Connection is a vital piece of what enables us to flourish in life. We need connection—to our food, to nature, and to those around us. Researchers have even shown that social activities are associated with better cognitive function in older age. But while the simple act of spending time with others is a great way to connect, there’s another powerful tool we should all be making use of: empathy.
Empathy is the ability to connect with the internal state of another person. Specifically, it’s about sharing in the feelings and thoughts of other people—getting on their wavelength, so to speak. Our ability to use empathy is a key determinant in the quality of our relationships because empathy forms a bridge that allows us to bond more deeply. In support of this idea, more interpersonal empathy predicts greater satisfaction in romantic relationships, and it’s also linked to more supportive friendships.

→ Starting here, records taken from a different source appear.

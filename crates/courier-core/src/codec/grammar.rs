//! Textual parameter grammar.
//!
//! ```text
//! params = entry ("," entry)*
//! entry  = name ":" TYPE ":" ("0" | "1") ":" value
//! value  = scalar | scalar (";" scalar)*      // array form when the flag is 1
//! ```
//!
//! Whitespace is significant everywhere: nothing is trimmed, so payloads such
//! as encoded tokens survive unchanged.

use crate::domain::errors::SubmitError;
use crate::domain::param::{Array, ParamKind, ParamSet, ParamValue, Scalar};

pub const ENTRY_SEPARATOR: char = ',';
pub const FIELD_SEPARATOR: char = ':';
pub const ARRAY_SEPARATOR: char = ';';

/// Parse a full parameter string. The empty string is an empty set.
pub fn parse_params(input: &str) -> Result<ParamSet, SubmitError> {
    let mut params = ParamSet::new();
    if input.is_empty() {
        return Ok(params);
    }
    for entry in input.split(ENTRY_SEPARATOR) {
        let (name, value) = parse_entry(entry)?;
        params
            .insert_new(name, value)
            .map_err(|_| SubmitError::malformed(entry, "duplicate parameter name"))?;
    }
    Ok(params)
}

/// Parse one `name:TYPE:flag:value` entry.
pub fn parse_entry(entry: &str) -> Result<(String, ParamValue), SubmitError> {
    let fields: Vec<&str> = entry.split(FIELD_SEPARATOR).collect();
    let &[name, tag, flag, literal] = &fields[..] else {
        return Err(SubmitError::malformed(
            entry,
            format!("expected 4 ':'-separated fields, found {}", fields.len()),
        ));
    };

    if name.is_empty() {
        return Err(SubmitError::malformed(entry, "empty parameter name"));
    }
    let kind = ParamKind::from_tag(tag)
        .ok_or_else(|| SubmitError::malformed(entry, format!("unknown type tag {tag:?}")))?;
    let is_array = match flag {
        "0" => false,
        "1" => true,
        other => {
            return Err(SubmitError::malformed(
                entry,
                format!("array flag must be 0 or 1, got {other:?}"),
            ));
        }
    };

    let value = if is_array {
        ParamValue::Array(parse_array(kind, literal).map_err(|r| SubmitError::malformed(entry, r))?)
    } else {
        ParamValue::Scalar(parse_scalar(kind, literal).map_err(|r| SubmitError::malformed(entry, r))?)
    };
    Ok((name.to_string(), value))
}

/// Parse a single literal as `kind`. The error is a human-readable reason.
pub(crate) fn parse_scalar(kind: ParamKind, literal: &str) -> Result<Scalar, String> {
    let bad = |e: &dyn std::fmt::Display| format!("{literal:?} is not a valid {kind}: {e}");
    match kind {
        ParamKind::Int32 => literal.parse().map(Scalar::Int32).map_err(|e| bad(&e)),
        ParamKind::Int64 => literal.parse().map(Scalar::Int64).map_err(|e| bad(&e)),
        // `inf` / `NaN` も parse できてしまうが、JSON では表現できない
        ParamKind::Float => match literal.parse::<f32>() {
            Ok(v) if v.is_finite() => Ok(Scalar::Float(v)),
            Ok(_) => Err(bad(&"value is not finite")),
            Err(e) => Err(bad(&e)),
        },
        ParamKind::Double => match literal.parse::<f64>() {
            Ok(v) if v.is_finite() => Ok(Scalar::Double(v)),
            Ok(_) => Err(bad(&"value is not finite")),
            Err(e) => Err(bad(&e)),
        },
        ParamKind::String => Ok(Scalar::String(literal.to_string())),
        ParamKind::Bool => match literal {
            "true" | "1" => Ok(Scalar::Bool(true)),
            "false" | "0" => Ok(Scalar::Bool(false)),
            _ => Err(bad(&"expected true, false, 1 or 0")),
        },
    }
}

/// Parse a `;`-separated list of literals as an array of `kind`.
pub(crate) fn parse_array(kind: ParamKind, literal: &str) -> Result<Array, String> {
    let items = literal
        .split(ARRAY_SEPARATOR)
        .map(|item| parse_scalar(kind, item))
        .collect::<Result<Vec<_>, _>>()?;
    Array::collect(kind, items).ok_or_else(|| format!("array elements are not all {kind}"))
}

/// Render a parameter set back into the grammar.
///
/// Fails when a value has no textual form: names or strings containing a
/// separator, or an empty array.
pub fn format_params(params: &ParamSet) -> Result<String, SubmitError> {
    let mut entries = Vec::with_capacity(params.len());
    for (name, value) in params.iter() {
        entries.push(format_entry(name, value)?);
    }
    Ok(entries.join(&ENTRY_SEPARATOR.to_string()))
}

pub fn format_entry(name: &str, value: &ParamValue) -> Result<String, SubmitError> {
    if name.is_empty() {
        return Err(SubmitError::malformed(name, "empty parameter name"));
    }
    if name.contains([ENTRY_SEPARATOR, FIELD_SEPARATOR]) {
        return Err(SubmitError::malformed(
            name,
            "parameter name contains ',' or ':'",
        ));
    }

    let literal = match value {
        ParamValue::Scalar(scalar) => {
            format_scalar(scalar, false).map_err(|r| SubmitError::malformed(name, r))?
        }
        ParamValue::Array(array) => {
            if array.is_empty() {
                return Err(SubmitError::malformed(name, "empty arrays have no textual form"));
            }
            let items = array
                .scalars()
                .iter()
                .map(|s| format_scalar(s, true))
                .collect::<Result<Vec<_>, _>>()
                .map_err(|r| SubmitError::malformed(name, r))?;
            items.join(&ARRAY_SEPARATOR.to_string())
        }
    };

    let flag = if value.is_array() { "1" } else { "0" };
    Ok(format!("{name}:{}:{flag}:{literal}", value.kind().tag()))
}

fn format_scalar(scalar: &Scalar, in_array: bool) -> Result<String, String> {
    Ok(match scalar {
        Scalar::Int32(v) => v.to_string(),
        Scalar::Int64(v) => v.to_string(),
        Scalar::Float(v) => v.to_string(),
        Scalar::Double(v) => v.to_string(),
        Scalar::Bool(v) => v.to_string(),
        Scalar::String(s) => {
            let reserved = s.contains([ENTRY_SEPARATOR, FIELD_SEPARATOR])
                || (in_array && s.contains(ARRAY_SEPARATOR));
            if reserved {
                return Err(format!("string {s:?} contains a reserved separator"));
            }
            s.clone()
        }
    })
}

Unfortunately, so many things about our modern world are making empathy a precious commodity. Glorification of the idea that we should get ahead of others at any cost is in direct opposition to healthy empathy. How can we care about others if we’re constantly trying to best them? Perhaps even more caustic is increasing polarization in viewpoints across the world. This black-and-white thinking extends far beyond our political affiliations. It can be seen vividly even in the world of healthcare. Emotionally charged social media posts and blogs are quick to ridicule people following opposing diets without any discussion about the objective pros and cons, or why different diets may be better for different people.
In medicine, there’s a cognitive bias called “premature closure.” This is a tendency to stop thinking about a differential diagnosis too early. It can lead to unquestioningly accepting an incorrect diagnosis. This concept applies directly to a lack of empathy in considering others’ opinions. When we fail to apply empathy in our interactions with other people, we are far more likely to leave our viewpoints unchanged. We suffer by prematurely closing ourselves off to new and potentially better information, which then blocks our ability to learn and grow.

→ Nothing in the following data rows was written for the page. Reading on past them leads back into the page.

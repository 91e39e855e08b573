//! TcpTransport - NDJSON over TCP
//!
//! 1 回の投入ごとに新しい接続を張り、envelope を 1 行送って reply を 1 行読みます。
//! TLS はサポートしていないので、証明書付きの Endpoint は明示的に拒否します。

use async_trait::async_trait;
use futures::{SinkExt, StreamExt};
use std::time::Duration;
use tokio::net::TcpStream;
use tokio_util::codec::Framed;

use super::ndjson::NdJsonCodec;
use crate::domain::envelope::SubmissionEnvelope;
use crate::domain::reply::SubmissionReply;
use crate::ports::transport::{Channel, Endpoint, Transport, TransportError};

#[derive(Debug, Clone)]
pub struct TcpTransport {
    connect_timeout: Duration,
}

impl TcpTransport {
    pub const DEFAULT_CONNECT_TIMEOUT: Duration = Duration::from_secs(5);

    pub fn new(connect_timeout: Duration) -> Self {
        Self { connect_timeout }
    }
}

impl Default for TcpTransport {
    fn default() -> Self {
        Self::new(Self::DEFAULT_CONNECT_TIMEOUT)
    }
}

#[async_trait]
impl Transport for TcpTransport {
    async fn connect(&self, endpoint: &Endpoint) -> Result<Box<dyn Channel>, TransportError> {
        if let Some(cert) = &endpoint.cert {
            return Err(TransportError::Unsupported(format!(
                "TLS certificate {} given, but the tcp transport only opens insecure channels",
                cert.display()
            )));
        }

        let stream = tokio::time::timeout(
            self.connect_timeout,
            TcpStream::connect(endpoint.address.as_str()),
        )
        .await
        .map_err(|_| TransportError::ConnectTimeout {
            address: endpoint.address.clone(),
            after: self.connect_timeout,
        })?
        .map_err(|e| TransportError::Connect {
            address: endpoint.address.clone(),
            reason: e.to_string(),
        })?;

        tracing::debug!(address = %endpoint.address, "connected to worker");
        Ok(Box::new(TcpChannel {
            framed: Framed::new(stream, NdJsonCodec::new()),
        }))
    }
}

/// 1 本の TCP 接続。drop で close されます。
pub struct TcpChannel {
    framed: Framed<TcpStream, NdJsonCodec<SubmissionReply>>,
}

#[async_trait]
impl Channel for TcpChannel {
    async fn send(&mut self, envelope: &SubmissionEnvelope) -> Result<(), TransportError> {
        self.framed
            .send(envelope)
            .await
            .map_err(|e| TransportError::Send(e.to_string()))
    }

    async fn recv(&mut self) -> Result<SubmissionReply, TransportError> {
        match self.framed.next().await {
            Some(Ok(reply)) => Ok(reply),
            Some(Err(error)) => Err(TransportError::Receive(error.to_string())),
            None => Err(TransportError::ConnectionClosed),
        }
    }
}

With all of this considered, it’s readily apparent that if we want to have good relationships, to expand our understanding of the world, and to grow as people, we hobble ourselves by not prioritizing empathy. It’s good to know then that there are several things we can do to expand our empathic range. The most basic of these interventions is simply to question how we could be wrong. When we become curious about what we don’t know, we’re more willing to learn from others, especially if they hold viewpoints different from our own. An effort to spend more time listening is another great step. Mindful awareness of when you start to feel defensive is also a signal that it’s a good time to practice empathy, and to try to hold space for opinions that clash with your own.

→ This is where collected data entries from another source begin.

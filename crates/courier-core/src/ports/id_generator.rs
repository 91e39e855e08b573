//! IdGenerator port - ID 生成の抽象化
//!
//! job_id / task_id が呼び出し側から与えられなかったときに使います。
//! テスト容易性のために、trait として抽象化しています。
//!
//! # 実装
//! - **UlidGenerator**: ULID ベース（本番用）
//! - **SequentialIdGenerator**: 連番（テスト用、決定的）

use std::sync::atomic::{AtomicU64, Ordering};

use crate::domain::ids::{JobId, TaskId};
use crate::ports::Clock;
use ulid::Ulid;

/// IdGenerator は job_id / task_id を生成
///
/// # 保証
/// - プロセス内での一意性 + 十分に大きいランダム部分
/// - グローバルな調整は不要
///
/// # Thread Safety
/// - `Send + Sync` を要求（複数スレッドから使える）
pub trait IdGenerator: Send + Sync {
    fn generate_job_id(&self) -> JobId;

    fn generate_task_id(&self) -> TaskId;
}

/// UlidGenerator は ULID ベースの ID 生成器
///
/// 48-bit の時刻 + 80-bit のランダム値。Clock を差し替えれば
/// 時刻部分を固定できます。
pub struct UlidGenerator<C> {
    clock: C,
}

impl<C: Clock> UlidGenerator<C> {
    pub fn new(clock: C) -> Self {
        Self { clock }
    }

    fn next_ulid(&self) -> Ulid {
        let timestamp_ms = self.clock.now().timestamp_millis() as u64;
        Ulid::from_parts(timestamp_ms, rand::random())
    }
}

impl<C: Clock> IdGenerator for UlidGenerator<C> {
    fn generate_job_id(&self) -> JobId {
        JobId::from(self.next_ulid())
    }

    fn generate_task_id(&self) -> TaskId {
        TaskId::from(self.next_ulid())
    }
}

/// SequentialIdGenerator は `<prefix>-job-<n>` / `<prefix>-task-<n>` を順に返す
pub struct SequentialIdGenerator {
    prefix: String,
    next: AtomicU64,
}

impl SequentialIdGenerator {
    pub fn new(prefix: impl Into<String>) -> Self {
        Self {
            prefix: prefix.into(),
            next: AtomicU64::new(1),
        }
    }

    fn token(&self, label: &str) -> String {
        let n = self.next.fetch_add(1, Ordering::Relaxed);
        format!("{}-{label}-{n}", self.prefix)
    }
}

impl IdGenerator for SequentialIdGenerator {
    fn generate_job_id(&self) -> JobId {
        JobId::from_generated(self.token(JobId::label()))
    }

    fn generate_task_id(&self) -> TaskId {
        TaskId::from_generated(self.token(TaskId::label()))
    }
}

#[cfg(test)]
mod tests {
    use super::*;
    use crate::ports::{FixedClock, SystemClock};
    use chrono::{TimeZone, Utc};
    use std::collections::HashSet;

    #[test]
    fn ulid_generator_generates_unique_ids() {
        let id_gen = UlidGenerator::new(SystemClock);

        let id1 = id_gen.generate_job_id();
        let id2 = id_gen.generate_job_id();
        let id3 = id_gen.generate_job_id();

        assert_ne!(id1, id2);
        assert_ne!(id2, id3);
        assert_ne!(id1, id3);
    }

    #[test]
    fn million_ids_under_a_frozen_clock_stay_distinct() {
        // 時刻が同じでもランダム部分で区別される
        let clock = FixedClock::new(Utc.with_ymd_and_hms(2024, 1, 1, 12, 0, 0).unwrap());
        let id_gen = UlidGenerator::new(clock);

        let ids: HashSet<Ulid> = (0..1_000_000).map(|_| id_gen.next_ulid()).collect();
        assert_eq!(ids.len(), 1_000_000);
    }

    #[test]
    fn ulid_generator_with_fixed_clock_embeds_timestamp() {
        let fixed_time = Utc.with_ymd_and_hms(2024, 1, 1, 12, 0, 0).unwrap();
        let id_gen = UlidGenerator::new(FixedClock::new(fixed_time));

        let id = id_gen.generate_job_id();
        let ulid: Ulid = id.as_str().parse().unwrap();
        assert_eq!(ulid.timestamp_ms(), fixed_time.timestamp_millis() as u64);
    }

    #[test]
    fn sequential_generator_is_deterministic() {
        let id_gen = SequentialIdGenerator::new("t");
        assert_eq!(id_gen.generate_job_id().as_str(), "t-job-1");
        assert_eq!(id_gen.generate_task_id().as_str(), "t-task-2");
    }
}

At the end of the day, and especially as we approach the end of 2020, it’s worthwhile to take a step back and ask how we want to enter the next phase of our lives. For many of us, our physical separation from those we care about is a testament to the role of interpersonal relationships in our mental health. Connection with others has to be prioritized, although it may take on a different form for the foreseeable future. With so many struggling physically, psychologically, financially, and otherwise as a result of recent events, there has never been a better time to focus on empathy. It’s a free, effective, and essential part of our toolkit for wellness. Remember, it doesn’t take much to put empathy into practice—a bit more listening and a bit less judgment goes a long way!